▶ _Task item_: From the line with "use tracing::debug;" through the line with "Open the order", inclusive, return each line of the data below exactly and leave the rest out.

___

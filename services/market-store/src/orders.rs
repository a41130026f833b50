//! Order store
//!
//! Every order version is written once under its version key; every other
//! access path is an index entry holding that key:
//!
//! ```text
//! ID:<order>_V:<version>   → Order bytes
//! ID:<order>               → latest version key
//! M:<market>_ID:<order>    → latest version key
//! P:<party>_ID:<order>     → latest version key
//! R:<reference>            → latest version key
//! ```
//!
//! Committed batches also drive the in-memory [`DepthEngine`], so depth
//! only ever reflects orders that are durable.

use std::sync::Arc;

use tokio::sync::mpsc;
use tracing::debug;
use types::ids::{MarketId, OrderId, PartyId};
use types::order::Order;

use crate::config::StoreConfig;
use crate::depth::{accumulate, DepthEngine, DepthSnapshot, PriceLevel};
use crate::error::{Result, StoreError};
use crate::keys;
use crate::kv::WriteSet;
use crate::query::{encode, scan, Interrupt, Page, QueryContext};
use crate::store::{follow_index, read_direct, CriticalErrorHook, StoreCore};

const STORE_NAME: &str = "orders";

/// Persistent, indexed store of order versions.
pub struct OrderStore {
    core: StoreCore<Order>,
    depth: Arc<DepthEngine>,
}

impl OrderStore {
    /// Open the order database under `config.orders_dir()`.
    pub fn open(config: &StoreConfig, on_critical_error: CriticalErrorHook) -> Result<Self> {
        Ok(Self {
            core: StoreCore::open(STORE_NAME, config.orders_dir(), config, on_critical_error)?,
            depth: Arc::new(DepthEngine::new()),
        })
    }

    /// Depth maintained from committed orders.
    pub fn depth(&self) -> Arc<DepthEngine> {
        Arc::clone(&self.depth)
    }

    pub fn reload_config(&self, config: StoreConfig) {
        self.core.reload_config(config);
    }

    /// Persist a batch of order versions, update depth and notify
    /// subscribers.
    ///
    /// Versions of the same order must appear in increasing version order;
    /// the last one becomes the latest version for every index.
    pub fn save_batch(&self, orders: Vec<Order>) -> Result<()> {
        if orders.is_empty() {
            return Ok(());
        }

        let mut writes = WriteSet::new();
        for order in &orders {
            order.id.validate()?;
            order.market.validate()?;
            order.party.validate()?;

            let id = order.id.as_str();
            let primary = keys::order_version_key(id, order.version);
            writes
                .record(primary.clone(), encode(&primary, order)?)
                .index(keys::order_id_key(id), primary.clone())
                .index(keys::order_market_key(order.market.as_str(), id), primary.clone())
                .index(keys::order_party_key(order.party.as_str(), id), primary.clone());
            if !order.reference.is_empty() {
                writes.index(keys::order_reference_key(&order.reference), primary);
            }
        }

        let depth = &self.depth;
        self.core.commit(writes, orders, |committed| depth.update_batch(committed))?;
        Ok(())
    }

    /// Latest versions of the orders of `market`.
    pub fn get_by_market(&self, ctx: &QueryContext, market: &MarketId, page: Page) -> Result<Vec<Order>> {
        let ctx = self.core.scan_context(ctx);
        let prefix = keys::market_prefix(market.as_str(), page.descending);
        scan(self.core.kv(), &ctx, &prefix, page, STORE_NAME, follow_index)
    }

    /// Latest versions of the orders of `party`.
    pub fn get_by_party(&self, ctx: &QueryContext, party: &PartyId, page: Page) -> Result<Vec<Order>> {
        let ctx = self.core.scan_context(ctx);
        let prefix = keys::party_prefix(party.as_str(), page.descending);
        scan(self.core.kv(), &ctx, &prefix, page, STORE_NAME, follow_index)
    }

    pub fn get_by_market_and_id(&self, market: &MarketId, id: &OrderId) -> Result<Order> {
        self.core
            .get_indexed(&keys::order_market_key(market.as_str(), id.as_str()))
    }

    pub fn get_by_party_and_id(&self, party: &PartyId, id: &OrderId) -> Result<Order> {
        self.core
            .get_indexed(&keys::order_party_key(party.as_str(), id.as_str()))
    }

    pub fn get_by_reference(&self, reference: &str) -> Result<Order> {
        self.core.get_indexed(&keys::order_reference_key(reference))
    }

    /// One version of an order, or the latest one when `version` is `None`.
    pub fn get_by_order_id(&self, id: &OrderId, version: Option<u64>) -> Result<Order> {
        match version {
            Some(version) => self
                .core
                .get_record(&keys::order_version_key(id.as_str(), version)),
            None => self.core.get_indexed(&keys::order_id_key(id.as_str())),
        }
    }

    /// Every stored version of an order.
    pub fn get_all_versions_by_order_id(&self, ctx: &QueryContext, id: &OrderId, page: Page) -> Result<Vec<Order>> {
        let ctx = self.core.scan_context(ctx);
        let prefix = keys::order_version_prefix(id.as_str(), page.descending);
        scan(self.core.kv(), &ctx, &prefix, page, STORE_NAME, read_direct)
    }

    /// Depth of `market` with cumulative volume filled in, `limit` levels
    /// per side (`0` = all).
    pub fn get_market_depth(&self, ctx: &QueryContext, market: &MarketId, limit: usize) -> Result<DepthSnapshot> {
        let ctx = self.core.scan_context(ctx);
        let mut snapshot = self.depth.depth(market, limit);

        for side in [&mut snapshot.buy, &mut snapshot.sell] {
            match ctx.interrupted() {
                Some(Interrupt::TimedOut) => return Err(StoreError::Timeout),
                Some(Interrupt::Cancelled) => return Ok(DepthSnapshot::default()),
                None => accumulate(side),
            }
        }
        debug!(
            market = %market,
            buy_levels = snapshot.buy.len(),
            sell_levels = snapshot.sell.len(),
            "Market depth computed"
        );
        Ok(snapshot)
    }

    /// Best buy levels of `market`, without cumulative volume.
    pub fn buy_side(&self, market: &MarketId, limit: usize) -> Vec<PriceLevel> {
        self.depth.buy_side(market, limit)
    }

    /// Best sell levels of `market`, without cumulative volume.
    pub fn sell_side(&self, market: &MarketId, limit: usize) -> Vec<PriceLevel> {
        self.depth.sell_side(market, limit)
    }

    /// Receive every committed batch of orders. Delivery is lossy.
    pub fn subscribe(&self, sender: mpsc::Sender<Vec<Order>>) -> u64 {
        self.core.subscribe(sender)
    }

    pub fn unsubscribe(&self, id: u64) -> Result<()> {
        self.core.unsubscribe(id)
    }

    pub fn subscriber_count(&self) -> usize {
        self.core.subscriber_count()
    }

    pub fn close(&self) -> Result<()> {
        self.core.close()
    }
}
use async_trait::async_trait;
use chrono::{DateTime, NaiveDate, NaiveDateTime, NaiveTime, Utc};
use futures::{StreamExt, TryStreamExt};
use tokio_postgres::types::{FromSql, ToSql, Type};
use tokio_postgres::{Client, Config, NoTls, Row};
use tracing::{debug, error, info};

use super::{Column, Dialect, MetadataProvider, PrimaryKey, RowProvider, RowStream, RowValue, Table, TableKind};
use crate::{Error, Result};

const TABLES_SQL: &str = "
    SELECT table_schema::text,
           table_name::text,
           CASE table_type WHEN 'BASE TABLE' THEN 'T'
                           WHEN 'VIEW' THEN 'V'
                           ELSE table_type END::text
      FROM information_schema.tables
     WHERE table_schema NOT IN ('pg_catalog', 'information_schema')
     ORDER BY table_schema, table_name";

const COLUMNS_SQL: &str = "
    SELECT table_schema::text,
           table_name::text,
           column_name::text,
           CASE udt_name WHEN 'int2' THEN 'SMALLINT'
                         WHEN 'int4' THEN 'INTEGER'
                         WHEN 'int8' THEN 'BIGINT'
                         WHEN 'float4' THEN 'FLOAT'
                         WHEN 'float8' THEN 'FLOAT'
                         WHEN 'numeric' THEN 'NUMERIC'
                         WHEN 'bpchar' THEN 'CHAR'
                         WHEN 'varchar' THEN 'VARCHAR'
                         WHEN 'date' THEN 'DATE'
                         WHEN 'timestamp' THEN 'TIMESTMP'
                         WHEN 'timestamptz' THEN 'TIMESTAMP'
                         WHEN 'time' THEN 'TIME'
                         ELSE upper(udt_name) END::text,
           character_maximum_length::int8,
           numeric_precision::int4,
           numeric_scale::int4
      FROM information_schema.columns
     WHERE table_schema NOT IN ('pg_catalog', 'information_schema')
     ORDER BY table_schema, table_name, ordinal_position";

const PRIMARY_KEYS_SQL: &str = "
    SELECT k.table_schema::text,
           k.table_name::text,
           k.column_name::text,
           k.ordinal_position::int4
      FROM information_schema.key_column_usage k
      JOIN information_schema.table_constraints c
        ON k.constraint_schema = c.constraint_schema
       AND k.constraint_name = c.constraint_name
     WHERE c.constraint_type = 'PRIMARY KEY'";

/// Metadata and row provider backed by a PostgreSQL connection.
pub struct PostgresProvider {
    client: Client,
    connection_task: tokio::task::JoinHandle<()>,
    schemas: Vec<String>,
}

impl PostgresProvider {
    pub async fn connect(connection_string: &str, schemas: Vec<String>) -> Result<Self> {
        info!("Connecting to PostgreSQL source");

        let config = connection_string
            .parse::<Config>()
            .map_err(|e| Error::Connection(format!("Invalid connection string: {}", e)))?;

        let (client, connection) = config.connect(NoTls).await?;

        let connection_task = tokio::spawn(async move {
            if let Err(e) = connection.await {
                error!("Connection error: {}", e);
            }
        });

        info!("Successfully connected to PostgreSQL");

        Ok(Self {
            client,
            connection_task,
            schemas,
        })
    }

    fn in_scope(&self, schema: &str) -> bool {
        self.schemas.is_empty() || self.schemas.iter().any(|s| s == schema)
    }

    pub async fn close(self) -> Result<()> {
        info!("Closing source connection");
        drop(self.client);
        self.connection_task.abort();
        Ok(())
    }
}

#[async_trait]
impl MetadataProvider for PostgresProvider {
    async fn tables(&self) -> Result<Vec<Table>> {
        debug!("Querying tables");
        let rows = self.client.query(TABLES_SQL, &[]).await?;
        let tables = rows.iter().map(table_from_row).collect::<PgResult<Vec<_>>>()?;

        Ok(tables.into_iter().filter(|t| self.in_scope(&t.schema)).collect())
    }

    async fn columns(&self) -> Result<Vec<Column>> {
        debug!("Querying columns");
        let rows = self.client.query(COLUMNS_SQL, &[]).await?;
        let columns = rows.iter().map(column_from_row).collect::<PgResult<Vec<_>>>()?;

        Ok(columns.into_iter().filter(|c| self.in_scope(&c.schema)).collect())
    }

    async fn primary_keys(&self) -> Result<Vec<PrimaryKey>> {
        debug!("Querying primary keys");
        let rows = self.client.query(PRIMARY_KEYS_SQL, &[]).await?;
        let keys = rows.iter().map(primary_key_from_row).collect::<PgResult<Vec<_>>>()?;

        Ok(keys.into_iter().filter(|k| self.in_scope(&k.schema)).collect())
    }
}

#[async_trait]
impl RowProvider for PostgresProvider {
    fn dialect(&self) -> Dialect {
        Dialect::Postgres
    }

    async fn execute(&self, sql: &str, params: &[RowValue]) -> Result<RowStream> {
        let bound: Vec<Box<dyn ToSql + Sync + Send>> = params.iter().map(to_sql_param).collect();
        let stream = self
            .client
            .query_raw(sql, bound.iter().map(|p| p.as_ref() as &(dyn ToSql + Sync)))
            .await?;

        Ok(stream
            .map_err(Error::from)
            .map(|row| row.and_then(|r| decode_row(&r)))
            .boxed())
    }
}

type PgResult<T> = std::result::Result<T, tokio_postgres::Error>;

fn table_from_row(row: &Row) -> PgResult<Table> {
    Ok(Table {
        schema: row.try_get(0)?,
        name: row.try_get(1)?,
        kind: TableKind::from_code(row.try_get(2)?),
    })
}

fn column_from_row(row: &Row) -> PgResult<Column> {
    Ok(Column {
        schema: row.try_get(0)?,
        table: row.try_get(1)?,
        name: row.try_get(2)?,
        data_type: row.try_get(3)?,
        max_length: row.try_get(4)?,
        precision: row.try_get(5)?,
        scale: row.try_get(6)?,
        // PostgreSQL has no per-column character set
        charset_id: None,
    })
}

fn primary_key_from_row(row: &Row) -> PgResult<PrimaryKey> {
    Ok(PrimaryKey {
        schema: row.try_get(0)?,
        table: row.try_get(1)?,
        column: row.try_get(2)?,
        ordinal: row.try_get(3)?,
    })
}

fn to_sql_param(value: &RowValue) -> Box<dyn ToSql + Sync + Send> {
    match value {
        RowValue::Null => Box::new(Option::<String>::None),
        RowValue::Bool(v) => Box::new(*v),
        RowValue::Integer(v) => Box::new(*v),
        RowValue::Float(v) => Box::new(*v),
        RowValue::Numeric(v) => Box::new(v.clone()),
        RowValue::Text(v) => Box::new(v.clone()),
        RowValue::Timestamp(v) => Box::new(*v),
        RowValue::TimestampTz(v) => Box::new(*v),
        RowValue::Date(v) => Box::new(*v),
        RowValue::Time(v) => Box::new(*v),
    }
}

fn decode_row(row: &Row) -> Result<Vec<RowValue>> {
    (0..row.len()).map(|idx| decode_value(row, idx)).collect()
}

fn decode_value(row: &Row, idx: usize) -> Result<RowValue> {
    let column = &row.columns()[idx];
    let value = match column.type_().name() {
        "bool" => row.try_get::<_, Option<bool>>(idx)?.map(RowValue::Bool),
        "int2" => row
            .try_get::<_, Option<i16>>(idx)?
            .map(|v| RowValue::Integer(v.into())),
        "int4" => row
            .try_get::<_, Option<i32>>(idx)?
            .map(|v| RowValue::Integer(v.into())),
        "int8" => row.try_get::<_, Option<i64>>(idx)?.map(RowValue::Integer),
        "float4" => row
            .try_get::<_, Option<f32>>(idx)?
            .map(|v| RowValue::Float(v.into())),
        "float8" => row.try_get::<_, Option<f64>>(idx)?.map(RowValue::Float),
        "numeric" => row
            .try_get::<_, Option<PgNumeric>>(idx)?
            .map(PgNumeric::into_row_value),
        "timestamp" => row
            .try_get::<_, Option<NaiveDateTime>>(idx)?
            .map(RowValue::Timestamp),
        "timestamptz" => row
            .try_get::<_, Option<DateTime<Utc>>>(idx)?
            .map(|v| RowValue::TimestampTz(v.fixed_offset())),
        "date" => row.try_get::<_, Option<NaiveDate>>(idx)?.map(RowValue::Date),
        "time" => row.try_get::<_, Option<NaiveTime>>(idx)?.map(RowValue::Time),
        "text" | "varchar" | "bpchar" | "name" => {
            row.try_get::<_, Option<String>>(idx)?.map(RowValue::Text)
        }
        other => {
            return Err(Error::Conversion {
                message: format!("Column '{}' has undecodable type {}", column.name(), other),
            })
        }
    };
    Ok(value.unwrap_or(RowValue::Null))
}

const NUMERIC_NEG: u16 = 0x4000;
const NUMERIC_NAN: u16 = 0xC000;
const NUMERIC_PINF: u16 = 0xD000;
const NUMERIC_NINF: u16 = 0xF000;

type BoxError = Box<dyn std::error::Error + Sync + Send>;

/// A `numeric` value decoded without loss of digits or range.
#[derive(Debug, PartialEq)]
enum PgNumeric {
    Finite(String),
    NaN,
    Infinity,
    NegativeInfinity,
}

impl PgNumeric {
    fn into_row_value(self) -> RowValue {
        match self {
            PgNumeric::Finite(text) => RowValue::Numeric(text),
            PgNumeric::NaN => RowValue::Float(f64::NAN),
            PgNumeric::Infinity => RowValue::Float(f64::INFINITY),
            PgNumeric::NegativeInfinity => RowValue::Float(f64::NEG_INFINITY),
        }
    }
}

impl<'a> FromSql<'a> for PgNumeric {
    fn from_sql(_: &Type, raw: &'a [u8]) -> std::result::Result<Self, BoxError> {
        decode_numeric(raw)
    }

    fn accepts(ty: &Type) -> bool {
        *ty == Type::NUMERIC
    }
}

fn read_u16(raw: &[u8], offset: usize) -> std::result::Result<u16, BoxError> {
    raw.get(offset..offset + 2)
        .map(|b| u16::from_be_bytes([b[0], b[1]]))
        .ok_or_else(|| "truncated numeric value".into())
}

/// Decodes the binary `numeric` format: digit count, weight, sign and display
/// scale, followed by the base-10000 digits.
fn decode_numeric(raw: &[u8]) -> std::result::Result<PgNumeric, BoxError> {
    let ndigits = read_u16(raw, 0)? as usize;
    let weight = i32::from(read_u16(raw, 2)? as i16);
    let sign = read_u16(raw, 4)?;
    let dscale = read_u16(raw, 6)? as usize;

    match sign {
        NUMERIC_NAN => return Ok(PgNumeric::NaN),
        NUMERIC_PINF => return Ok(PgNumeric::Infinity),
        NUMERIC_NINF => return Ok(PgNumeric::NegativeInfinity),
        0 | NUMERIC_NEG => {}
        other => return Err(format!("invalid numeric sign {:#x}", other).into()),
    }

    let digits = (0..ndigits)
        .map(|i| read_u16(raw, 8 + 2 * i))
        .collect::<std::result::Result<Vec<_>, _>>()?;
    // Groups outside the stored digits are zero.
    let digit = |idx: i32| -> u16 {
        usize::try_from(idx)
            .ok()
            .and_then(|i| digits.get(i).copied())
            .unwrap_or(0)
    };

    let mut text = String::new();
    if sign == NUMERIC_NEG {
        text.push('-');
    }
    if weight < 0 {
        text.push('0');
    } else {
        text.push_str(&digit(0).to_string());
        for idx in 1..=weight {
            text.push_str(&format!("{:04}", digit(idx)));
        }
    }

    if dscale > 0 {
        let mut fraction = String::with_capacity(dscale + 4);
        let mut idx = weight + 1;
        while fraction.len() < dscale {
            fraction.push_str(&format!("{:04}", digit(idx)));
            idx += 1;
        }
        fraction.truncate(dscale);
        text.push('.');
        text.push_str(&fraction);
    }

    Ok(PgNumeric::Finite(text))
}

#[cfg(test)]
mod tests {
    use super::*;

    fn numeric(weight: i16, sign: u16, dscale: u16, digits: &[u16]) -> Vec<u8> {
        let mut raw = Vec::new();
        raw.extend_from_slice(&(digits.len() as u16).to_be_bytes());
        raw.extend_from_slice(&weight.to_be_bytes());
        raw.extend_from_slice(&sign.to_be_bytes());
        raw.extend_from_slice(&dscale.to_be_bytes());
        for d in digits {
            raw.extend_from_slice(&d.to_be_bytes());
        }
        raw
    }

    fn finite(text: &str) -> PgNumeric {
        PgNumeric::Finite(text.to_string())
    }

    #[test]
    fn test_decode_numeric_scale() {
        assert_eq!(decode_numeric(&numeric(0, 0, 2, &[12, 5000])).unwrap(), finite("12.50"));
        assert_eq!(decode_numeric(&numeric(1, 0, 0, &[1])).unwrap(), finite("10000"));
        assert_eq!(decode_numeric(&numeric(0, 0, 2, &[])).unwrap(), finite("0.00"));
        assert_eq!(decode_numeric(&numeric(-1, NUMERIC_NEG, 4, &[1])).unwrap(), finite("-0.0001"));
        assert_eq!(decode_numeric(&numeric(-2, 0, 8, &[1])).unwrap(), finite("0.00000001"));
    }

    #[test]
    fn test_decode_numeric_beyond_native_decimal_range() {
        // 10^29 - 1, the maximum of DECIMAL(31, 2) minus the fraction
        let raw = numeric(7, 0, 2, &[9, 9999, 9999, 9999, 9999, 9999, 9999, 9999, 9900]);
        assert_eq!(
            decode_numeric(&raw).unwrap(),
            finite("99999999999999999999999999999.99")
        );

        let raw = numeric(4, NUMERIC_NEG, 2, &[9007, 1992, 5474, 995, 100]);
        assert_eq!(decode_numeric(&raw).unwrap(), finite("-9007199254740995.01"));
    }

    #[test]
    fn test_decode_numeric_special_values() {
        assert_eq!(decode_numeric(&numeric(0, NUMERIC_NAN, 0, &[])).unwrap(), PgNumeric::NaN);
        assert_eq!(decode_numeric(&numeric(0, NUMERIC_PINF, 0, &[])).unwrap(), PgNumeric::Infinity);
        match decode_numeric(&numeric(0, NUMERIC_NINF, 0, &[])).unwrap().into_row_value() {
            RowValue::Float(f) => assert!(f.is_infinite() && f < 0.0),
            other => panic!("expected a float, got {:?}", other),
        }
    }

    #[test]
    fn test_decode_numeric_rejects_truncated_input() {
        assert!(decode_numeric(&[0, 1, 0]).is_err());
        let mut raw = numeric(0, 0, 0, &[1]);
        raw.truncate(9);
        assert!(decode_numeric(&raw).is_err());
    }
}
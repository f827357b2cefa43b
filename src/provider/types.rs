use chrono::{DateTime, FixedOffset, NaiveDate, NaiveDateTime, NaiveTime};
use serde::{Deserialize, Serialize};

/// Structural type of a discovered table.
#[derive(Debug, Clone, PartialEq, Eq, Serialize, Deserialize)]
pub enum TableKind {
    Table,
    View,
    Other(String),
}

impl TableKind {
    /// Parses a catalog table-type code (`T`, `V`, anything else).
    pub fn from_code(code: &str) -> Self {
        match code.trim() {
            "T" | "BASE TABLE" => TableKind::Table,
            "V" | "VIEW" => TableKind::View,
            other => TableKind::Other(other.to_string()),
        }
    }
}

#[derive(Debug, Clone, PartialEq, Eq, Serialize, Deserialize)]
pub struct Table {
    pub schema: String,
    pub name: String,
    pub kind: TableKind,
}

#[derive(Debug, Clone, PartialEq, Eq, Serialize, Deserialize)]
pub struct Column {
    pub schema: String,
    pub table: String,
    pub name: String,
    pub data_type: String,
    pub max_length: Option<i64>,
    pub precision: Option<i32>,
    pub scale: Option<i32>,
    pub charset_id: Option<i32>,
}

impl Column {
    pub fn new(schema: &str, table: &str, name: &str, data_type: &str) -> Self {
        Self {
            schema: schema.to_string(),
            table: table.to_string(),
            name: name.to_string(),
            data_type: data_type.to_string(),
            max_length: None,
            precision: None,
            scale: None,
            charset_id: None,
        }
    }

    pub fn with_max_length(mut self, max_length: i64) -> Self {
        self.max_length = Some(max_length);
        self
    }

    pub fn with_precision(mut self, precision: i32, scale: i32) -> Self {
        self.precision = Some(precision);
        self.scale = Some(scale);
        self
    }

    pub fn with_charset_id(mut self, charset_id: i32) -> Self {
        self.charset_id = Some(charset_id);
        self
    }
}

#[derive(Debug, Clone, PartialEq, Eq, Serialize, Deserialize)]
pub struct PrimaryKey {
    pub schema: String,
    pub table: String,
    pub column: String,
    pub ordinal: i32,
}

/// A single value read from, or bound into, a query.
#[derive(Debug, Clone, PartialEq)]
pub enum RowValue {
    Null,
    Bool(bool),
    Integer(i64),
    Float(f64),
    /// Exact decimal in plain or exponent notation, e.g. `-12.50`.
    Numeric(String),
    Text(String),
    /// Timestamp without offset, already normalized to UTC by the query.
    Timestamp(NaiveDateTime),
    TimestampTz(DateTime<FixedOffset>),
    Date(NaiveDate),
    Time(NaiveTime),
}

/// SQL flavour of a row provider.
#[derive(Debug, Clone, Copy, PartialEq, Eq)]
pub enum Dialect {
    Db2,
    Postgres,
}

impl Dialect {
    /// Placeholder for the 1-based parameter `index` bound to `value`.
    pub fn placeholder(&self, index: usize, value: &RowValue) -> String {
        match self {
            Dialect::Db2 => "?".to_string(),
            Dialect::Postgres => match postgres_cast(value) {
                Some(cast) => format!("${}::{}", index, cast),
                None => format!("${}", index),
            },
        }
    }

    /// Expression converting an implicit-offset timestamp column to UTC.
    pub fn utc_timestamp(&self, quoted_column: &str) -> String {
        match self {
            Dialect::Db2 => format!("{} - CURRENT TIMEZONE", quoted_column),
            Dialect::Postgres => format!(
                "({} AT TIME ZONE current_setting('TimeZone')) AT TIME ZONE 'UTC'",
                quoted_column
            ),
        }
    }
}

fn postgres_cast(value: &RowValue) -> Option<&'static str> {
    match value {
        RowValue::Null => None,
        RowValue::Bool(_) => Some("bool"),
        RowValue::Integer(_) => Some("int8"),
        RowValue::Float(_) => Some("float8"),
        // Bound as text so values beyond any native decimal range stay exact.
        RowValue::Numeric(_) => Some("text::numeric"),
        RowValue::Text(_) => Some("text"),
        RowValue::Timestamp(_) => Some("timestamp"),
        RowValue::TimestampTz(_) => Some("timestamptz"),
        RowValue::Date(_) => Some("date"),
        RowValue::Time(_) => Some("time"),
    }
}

___

▶ _Output for this exercise_:
use tracing::debug;
use types::ids::{MarketId, OrderId, PartyId};
use types::order::Order;

use crate::config::StoreConfig;
use crate::depth::{accumulate, DepthEngine, DepthSnapshot, PriceLevel};
use crate::error::{Result, StoreError};
use crate::keys;
use crate::kv::WriteSet;
use crate::query::{encode, scan, Interrupt, Page, QueryContext};
use crate::store::{follow_index, read_direct, CriticalErrorHook, StoreCore};

const STORE_NAME: &str = "orders";

/// Persistent, indexed store of order versions.
pub struct OrderStore {
    core: StoreCore<Order>,
    depth: Arc<DepthEngine>,
}

impl OrderStore {
    /// Open the order database under `config.orders_dir()`.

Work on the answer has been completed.